目覚めるとそこは小屋の中だった。だが誰もいない。小屋の床にはまだ乾ききっていない血と男の刀が放置されている。なのに同心の男も、キクノもいない。
「誰か」
そう言って辺りを見回し、気付く。左目が見えている。確かに同心の斬撃が掠り失明したはずなのに、視野は広いままだ。しかしまだ少し視界の左側が赤い気もする。左目にそっと手を当てた。出血はしていないが、確かに左目を覆うように抉られた傷跡の感触がある。刀傷と言うより皮を縦に剥いだような傷跡だ。男の仕業ではないのか。何もわからない。一体何があった。夢か、それとも。
「キクノ?どこだ」
尋ねるように声を出すが返事はない。
「何で、誰も」
ギンはおもむろに小屋の外に出る。雪は止んでいた。静寂も相まってまるで時間が止まったみたいだった。
「ヴっ」
急に吐き気が襲う。意味不明な状況に混乱して気付かなかったが、腹が膨れている。ずっと空腹だったのだ。悪い気分じゃない。だが、それが逆に不気味だった。
「気持ち悪、あ゛ああ゛」
大袈裟に唸り声をあげてみる。だがそれは静寂に消えてしまう。大きな声を出すと、気持ち悪いのは本当なので吐きそうになる。
「あ゛ヴうぇえ゛オぶぇ」
込み上げる胃酸に耐えきれず、ギンは満腹感を雪の上に撒き散らした。赤黒い吐瀉物が雪を溶かし、地面に広がっていく。
「ゴホッ、コホッ」
少し噎せてしまう。喉が不快感で満たされている。まだ続く吐き気を堪えながら、ちらりとだけ吐瀉物を見ると、そこには輝く何かが沈んでいる。一体、何を食べた。食べ物なんて何もなかっただろう。徐々に下がる水位。輝く何かの正体を少しずつ露にしていく。口元を手で拭って吐瀉物を覗く。そこにあったのは銀色の花びらの耳飾りだった。キクノが身に付けていたものだ。
「ぇ、、あ」
眠っている間、何を食べたのか。答えはすぐにわかった。俺は、キクノを。視界が揺らぎ、沢山の感情が渦巻く。まさか、そんな。本当に食べたのか。何故、こうなった。どうすれば良かったんだ。息が上がって、地面が崩れ落ちるような錯覚に陥る。
『全部、あなたが村から逃げたせい』
キクノの声が聞こえる。耳元で囁くような小さな声は、とても煩い。声は耳鳴りとなって頭の中を駆け巡る。

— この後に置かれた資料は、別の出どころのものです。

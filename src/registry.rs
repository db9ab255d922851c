//! Long-lived digest states, one per algorithm, cloned for every use.

use anyhow::{anyhow, bail, Result};
use blake2::{Blake2b512, Blake2s256};
use md4::Md4;
use md5::Md5;
use sha1::Sha1;
use sha2::{Digest, Sha256};
use sm3::Sm3;
use std::fmt;
use std::str::FromStr;

#[derive(Debug, Clone, Copy, PartialEq, Eq, Hash)]
pub enum HashAlgorithm {
    Md4,
    Md5,
    Sha1,
    Sha256,
    Sm3,
    Blake2b512,
    Blake2s256,
}

/// Every supported algorithm, in benchmark order.
pub const ALGORITHMS: [HashAlgorithm; 7] = [
    HashAlgorithm::Md4,
    HashAlgorithm::Md5,
    HashAlgorithm::Sha1,
    HashAlgorithm::Sha256,
    HashAlgorithm::Sm3,
    HashAlgorithm::Blake2b512,
    HashAlgorithm::Blake2s256,
];

impl HashAlgorithm {
    pub fn label(&self) -> &'static str {
        match self {
            HashAlgorithm::Md4 => "MD4",
            HashAlgorithm::Md5 => "MD5",
            HashAlgorithm::Sha1 => "SHA1",
            HashAlgorithm::Sha256 => "SHA256",
            HashAlgorithm::Sm3 => "SM3",
            HashAlgorithm::Blake2b512 => "BLAKE2b512",
            HashAlgorithm::Blake2s256 => "BLAKE2s256",
        }
    }

    fn create_state(&self) -> Box<dyn DigestState> {
        match self {
            HashAlgorithm::Md4 => Box::new(Md4::new()),
            HashAlgorithm::Md5 => Box::new(Md5::new()),
            HashAlgorithm::Sha1 => Box::new(Sha1::new()),
            HashAlgorithm::Sha256 => Box::new(Sha256::new()),
            HashAlgorithm::Sm3 => Box::new(Sm3::new()),
            HashAlgorithm::Blake2b512 => Box::new(Blake2b512::new()),
            HashAlgorithm::Blake2s256 => Box::new(Blake2s256::new()),
        }
    }
}

impl fmt::Display for HashAlgorithm {
    fn fmt(&self, f: &mut fmt::Formatter<'_>) -> fmt::Result {
        f.write_str(self.label())
    }
}

impl FromStr for HashAlgorithm {
    type Err = anyhow::Error;

    fn from_str(s: &str) -> Result<Self> {
        // Accept "BLAKE2b-512" as well as "BLAKE2b512"
        let normalized: String = s
            .trim()
            .chars()
            .filter(|c| *c != '-')
            .collect::<String>()
            .to_ascii_uppercase();

        ALGORITHMS
            .iter()
            .copied()
            .find(|algo| algo.label().to_ascii_uppercase() == normalized)
            .ok_or_else(|| anyhow!("unsupported algorithm: {}", s))
    }
}

/// A hash computation in progress.
pub trait DigestState {
    fn feed(&mut self, data: &[u8]);
    fn finalize(self: Box<Self>) -> Vec<u8>;
    fn box_clone(&self) -> Box<dyn DigestState>;
}

impl<D> DigestState for D
where
    D: Digest + Clone + 'static,
{
    fn feed(&mut self, data: &[u8]) {
        Digest::update(self, data);
    }

    fn finalize(self: Box<Self>) -> Vec<u8> {
        Digest::finalize(*self).to_vec()
    }

    fn box_clone(&self) -> Box<dyn DigestState> {
        Box::new(self.clone())
    }
}

/// Holds one pristine state per algorithm, in registration order.
pub struct Registry {
    entries: Vec<(HashAlgorithm, Box<dyn DigestState>)>,
}

impl Registry {
    pub fn new(algorithms: &[HashAlgorithm]) -> Result<Self> {
        let mut entries: Vec<(HashAlgorithm, Box<dyn DigestState>)> =
            Vec::with_capacity(algorithms.len());
        for &algo in algorithms {
            if entries.iter().any(|(existing, _)| *existing == algo) {
                bail!("duplicate algorithm: {}", algo);
            }
            entries.push((algo, algo.create_state()));
        }
        Ok(Self { entries })
    }

    /// Parses every name first so an unknown one fails before any state exists.
    pub fn from_names<S: AsRef<str>>(names: &[S]) -> Result<Self> {
        let algorithms = names
            .iter()
            .map(|name| name.as_ref().parse())
            .collect::<Result<Vec<HashAlgorithm>>>()?;
        Self::new(&algorithms)
    }

    /// Returns an independent copy of the pristine state for `algo`.
    pub fn fork(&self, algo: HashAlgorithm) -> Option<Box<dyn DigestState>> {
        self.entries
            .iter()
            .find(|(existing, _)| *existing == algo)
            .map(|(_, state)| state.box_clone())
    }

    pub fn algorithms(&self) -> impl Iterator<Item = HashAlgorithm> + '_ {
        self.entries.iter().map(|(algo, _)| *algo)
    }

    pub(crate) fn entries(&self) -> impl Iterator<Item = (HashAlgorithm, &dyn DigestState)> + '_ {
        self.entries
            .iter()
            .map(|(algo, state)| (*algo, state.as_ref()))
    }

    pub fn len(&self) -> usize {
        self.entries.len()
    }

    pub fn is_empty(&self) -> bool {
        self.entries.is_empty()
    }
}

/// Clone, feed, finalize: one benchmark iteration.
pub fn digest_with(state: &dyn DigestState, data: &[u8]) -> Vec<u8> {
    let mut fresh = state.box_clone();
    fresh.feed(data);
    fresh.finalize()
}
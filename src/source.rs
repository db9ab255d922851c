//! The in-memory buffer that every benchmark reads or mutates.

use anyhow::{bail, Result};
use clap::ValueEnum;
use rand::rngs::StdRng;
use rand::{Rng, RngCore, SeedableRng};

pub const BUFFER_SIZE: usize = 10 * 1024 * 1024; // 10MB

/// Which mutation primitive the first benchmark measures
#[derive(Debug, Clone, Copy, PartialEq, Eq, Default, ValueEnum)]
pub enum RefillMode {
    /// Overwrite one random byte per iteration
    #[default]
    Byte,
    /// Overwrite the whole buffer with random bytes per iteration
    Full,
}

impl RefillMode {
    pub fn label(&self) -> &'static str {
        match self {
            RefillMode::Byte => "refreshRandomSource",
            RefillMode::Full => "fillRandomSource",
        }
    }
}

/// Fixed-size zero-initialized byte buffer with in-place random mutation.
pub struct SourceBuffer {
    data: Vec<u8>,
    rng: StdRng,
}

impl SourceBuffer {
    pub fn new(size: usize) -> Result<Self> {
        Self::with_rng(size, StdRng::from_entropy())
    }

    /// Same as `new`, but with a reproducible random sequence.
    pub fn with_seed(size: usize, seed: u64) -> Result<Self> {
        Self::with_rng(size, StdRng::seed_from_u64(seed))
    }

    fn with_rng(size: usize, rng: StdRng) -> Result<Self> {
        if size == 0 {
            bail!("source buffer size must be greater than zero");
        }
        Ok(Self {
            data: vec![0u8; size],
            rng,
        })
    }

    /// Writes one random byte value at one random index.
    pub fn mutate_one_byte(&mut self) {
        let index = self.rng.gen_range(0..self.data.len());
        self.data[index] = self.rng.gen();
    }

    /// Overwrites every byte with random content.
    pub fn refill(&mut self) {
        self.rng.fill_bytes(&mut self.data);
    }

    pub fn mutate(&mut self, mode: RefillMode) {
        match mode {
            RefillMode::Byte => self.mutate_one_byte(),
            RefillMode::Full => self.refill(),
        }
    }

    pub fn as_bytes(&self) -> &[u8] {
        &self.data
    }

    pub fn len(&self) -> usize {
        self.data.len()
    }

    pub fn is_empty(&self) -> bool {
        self.data.is_empty()
    }
}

『あなたが余計なことをしなければ、まだ生きていたかも』
「俺は、キクノの為に」
『余計なお世話よ』
「待ってよ。じゃあ何で俺はここにいるんだよ。キクノの為にならないなら、俺は」
『それはね』
キクノの幻影が胸の辺りを強く押す。
『私を殺す為でしょ』
ギンは体勢を崩し、街を流れる川へと落ちた。浅いとは言え、真冬の川だ。全身が刺されるような痛みに襲われる。だが今は気にならない。冷静に立ち上がる。水面は腹の辺りでゆらゆら揺れている。ギンは天を仰いだ。雲は流れ、綺麗な星空が広がっている。
「俺はキクノを救う為に村から逃げた。殺す為じゃ」
今度は俯く。徐々に波が消え、凪いだ水面にはギンの顔が写る。やはり左目には刀傷ではない、皮を剥いだような傷跡があり、左目は右目と比べ色が変化してしまっている。彼女の瞳、深緋の瞳だ。
「キクノ?」
ギンは泣きそうな声で自分の顔が写る水面に左手を突っ込んだ。顔は揺れて消えてしまう。それと同時に左手の薬指からブクブクと泡が沸き上がる。丁度欠けている部分だ。
「何だ、これ」
指がみるみる再生していく。薬指が生えてくる。一体どういうことだ。薬指は数秒で再生し、同時に泡は消えた。手を握ってみたりしても支障はない。川から出しても、どこからどう見ても完全に本物。感触もある。
「妖術、なのか」
妖が使う術には傷を癒すものもあると聞く。キクノの術なのか。もしかして目もその力で治ったのか。男の言うとおりキクノは本当に妖なのか。本当に食べたのか。
「はは、そっか」
ギンの乾いた笑い。それには絶望はなく、諦めが籠る。
「気付かなかった」
キクノと村を出て四年。キクノと初めて会ったのは、九年前か。結局ずっとキクノのことを知らないままだった。名前以外は何も知らない。どこから来たのか。家族はいるのか。何が好きで、何が嫌いか。全部、聞いときゃ良かった。残ったのは沢山の後悔と叶わない想い。前にもこんなことがあった。確か四年前、キクノを連れて村を出た時。遠い故郷の記憶を思い起こす。
ちゃちな木製の門の前で三人はいつも集まった。ギンと、イブキと、ツツジ。いつもの三人だ。そして三人は毎日何かをして遊んでいた。鬼ごっこだったり、かくれんぼだったり。何をするにも始まりはその門だった。そんな思い出の詰まった門から、キクノの手を引き、逃げだ。それを止めるように諭す二人を無視して、逃げた。
「帰りたい」
今更。そんな言葉が頭を過る。どこから間違えた。何が違った。
「そうか、キクノさえ」
言いかけて口をつぐむ。言ってしまえばあの時と同じだ。ギンは左の瞼をそっと撫でた。
ギンはまだ、知らない。キクノの真意を。キクノの思いを。